La prudence, une vertu ?
Une vertu est une disposition, devenue habituelle par l’entrainement, qui oriente les passions et l’action vers quelque chose qui, d’une part, est un bien et, d’autre part, rend bon celui qui la met en œuvre. Mais la prudence est-elle une vertu ?
La question se pose depuis l’antiquité : Aristote en faisait déjà une des quatre vertus cardinales (avec la tempérance, le courage et la justice) mais les stoïciens en faisaient presque une science des choses à faire ou à ne pas faire. Kant au XVIIIème siècle y voyait plutôt une simple habileté à remplir, malgré les aléas, le devoir dicté par la morale, c’est-à-dire les autres vertus.
A notre époque il faut bien constater que le mot a pris un sens courant encore plus réducteur qui peut se résumer en l’aptitude à éviter les dangers ou les simples embêtements : le gros accident ou la contravention sur la route, se faire estamper dans un achat, faire un placement douteux etc… C’est un peu léger sur le plan moral !
Pour Thomas d’Aquin (XIIIème siècle), la référence chrétienne en la matière, la prudence est la vertu de l’action à accomplir, ici, maintenant et personnellement pour atteindre ce que les autres vertus ont défini comme leur fin. Cela comprend trois aspects plus ou moins mêlés : la réflexion sur le comment faire, le choix des moyens et la décision.
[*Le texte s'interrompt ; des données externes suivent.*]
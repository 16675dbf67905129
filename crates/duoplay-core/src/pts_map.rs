//! Maps decoded-byte offsets back to presentation timestamps
//!
//! Grounded on Kodi's `CPTSInputQueue` (DVDPlayerAudio.cpp): codecs report
//! how many bytes they decoded but not which packet those bytes came from,
//! so the player keeps a small ledger of "this many bytes belong to this
//! pts" entries and walks it to recover timing after the fact.

use std::collections::VecDeque;

use crate::types::DVD_NOPTS_VALUE;

struct Entry {
    byte_count: i64,
    pts: i64,
}

/// Insertion-ordered ledger of `{byte_count, pts}` entries for bytes still
/// in flight inside the decoder.
///
/// Invariant: the sum of `byte_count` across all entries is always ≥ the
/// number of decoded bytes still inside the codec that haven't been
/// attributed to a pts yet (I4 in the spec: a `Get` never returns a pts
/// older than the last `Flush`, since `Flush` clears the ledger outright).
pub struct PtsMap {
    entries: VecDeque<Entry>,
}

impl PtsMap {
    pub fn new() -> Self {
        Self { entries: VecDeque::new() }
    }

    /// Record that `bytes` newly-submitted bytes belong to `pts`.
    /// Prepended, mirroring the source's `m_list.insert(begin(), ...)` —
    /// `Get` always walks from the most recent entry.
    pub fn add(&mut self, bytes: i64, pts: i64) {
        self.entries.push_front(Entry { byte_count: bytes, pts });
    }

    pub fn flush(&mut self) {
        self.entries.clear();
    }

    /// Walk from the front, subtracting `byte_count` from `offset` until
    /// the query falls inside an entry; return that entry's pts.
    ///
    /// When `consume` is true, all entries at or after the hit (i.e. older
    /// than the byte range that produced the hit) are dropped — the next
    /// `Get` can never return a pts this call already handed out or
    /// anything preceding it.
    pub fn get(&mut self, offset: i64, consume: bool) -> i64 {
        let mut remaining = offset;
        let mut hit_index = None;

        for (i, entry) in self.entries.iter().enumerate() {
            if remaining <= entry.byte_count {
                hit_index = Some(i);
                break;
            }
            remaining -= entry.byte_count;
        }

        let Some(i) = hit_index else {
            return DVD_NOPTS_VALUE;
        };

        let pts = self.entries[i].pts;

        if consume {
            self.entries.truncate(i + 1);
            self.entries[i].pts = DVD_NOPTS_VALUE;
        }

        pts
    }

    pub fn is_empty(&self) -> bool {
        self.entries.is_empty()
    }
}

impl Default for PtsMap {
    fn default() -> Self {
        Self::new()
    }
}

#[cfg(test)]
mod tests {
    use super::*;

    #[test]
    fn recovers_pts_for_byte_offset() {
        let mut map = PtsMap::new();
        map.add(100, 1_000_000);
        map.add(200, 2_000_000);
        map.add(150, 3_000_000);

        // Most recent entry (150 bytes @ pts 3) is checked first.
        assert_eq!(map.get(50, false), 3_000_000);
        assert_eq!(map.get(150, false), 3_000_000);
        assert_eq!(map.get(151, false), 2_000_000);
        assert_eq!(map.get(350, false), 2_000_000);
        assert_eq!(map.get(351, false), 1_000_000);
    }

    #[test]
    fn consume_discards_older_entries() {
        let mut map = PtsMap::new();
        map.add(100, 1_000_000);
        map.add(200, 2_000_000);

        assert_eq!(map.get(50, true), 2_000_000);
        // The entry that matched is now exhausted and the older one is gone.
        assert_eq!(map.get(50, false), DVD_NOPTS_VALUE);
    }

    #[test]
    fn flush_clears_everything() {
        let mut map = PtsMap::new();
        map.add(100, 1_000_000);
        map.flush();
        assert!(map.is_empty());
        assert_eq!(map.get(1, false), DVD_NOPTS_VALUE);
    }

    #[test]
    fn offset_past_all_entries_returns_nopts() {
        let mut map = PtsMap::new();
        map.add(10, 1_000_000);
        assert_eq!(map.get(100, false), DVD_NOPTS_VALUE);
    }
}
Les bonnes intentions proposées par les autres vertus sont ainsi prises en responsabilité avec prudence.
La réflexion doit évidemment envisager les aléas possibles et prévoir les précautions « ad hoc ». Malgré tout, il restera des risques à assumer pour soi-même et pour les autres.
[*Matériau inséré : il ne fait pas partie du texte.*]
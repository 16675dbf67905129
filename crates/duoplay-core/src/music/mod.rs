//! Gapless / crossfaded file-based playback
//!
//! Grounded on Kodi's `PAPlayer` (paplayer/PAPlayer.{h,cpp}).

mod player;
mod stream_info;

pub use player::{MusicPlayer, MusicPlayerConfig, NewStreamInputs, TickOutcome};
pub use stream_info::{AlbumKey, StreamInfo};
Les autres justement, ils apprécieront et influeront toute action, plus ou moins bien, à tort ou à raison… Le résultat en dépendra et il convient d’user à leur égard de diplomatie, de patience et de tolérance. A ce sujet, on peut noter que Catherine de Sienne, future sainte et docteur de l’Eglise, associait, voire confondait, les vertus de Prudence et de Discrétion.
Enfin, les buts ou conséquences de l’action entreprise peuvent être immédiats ou bien engager un avenir plus ou moins lointain comme par exemple l’éducation des enfants, l’évolution des techniques, le respect de l’écologie…
Finalement la prudence, se méfiant de toute idée préconçue et même de sa bonne conscience, incite à penser à tout et permettre à toutes les autres vertus de passer à l’acte efficacement, c’est donc la dernière des vertus et la plus importante !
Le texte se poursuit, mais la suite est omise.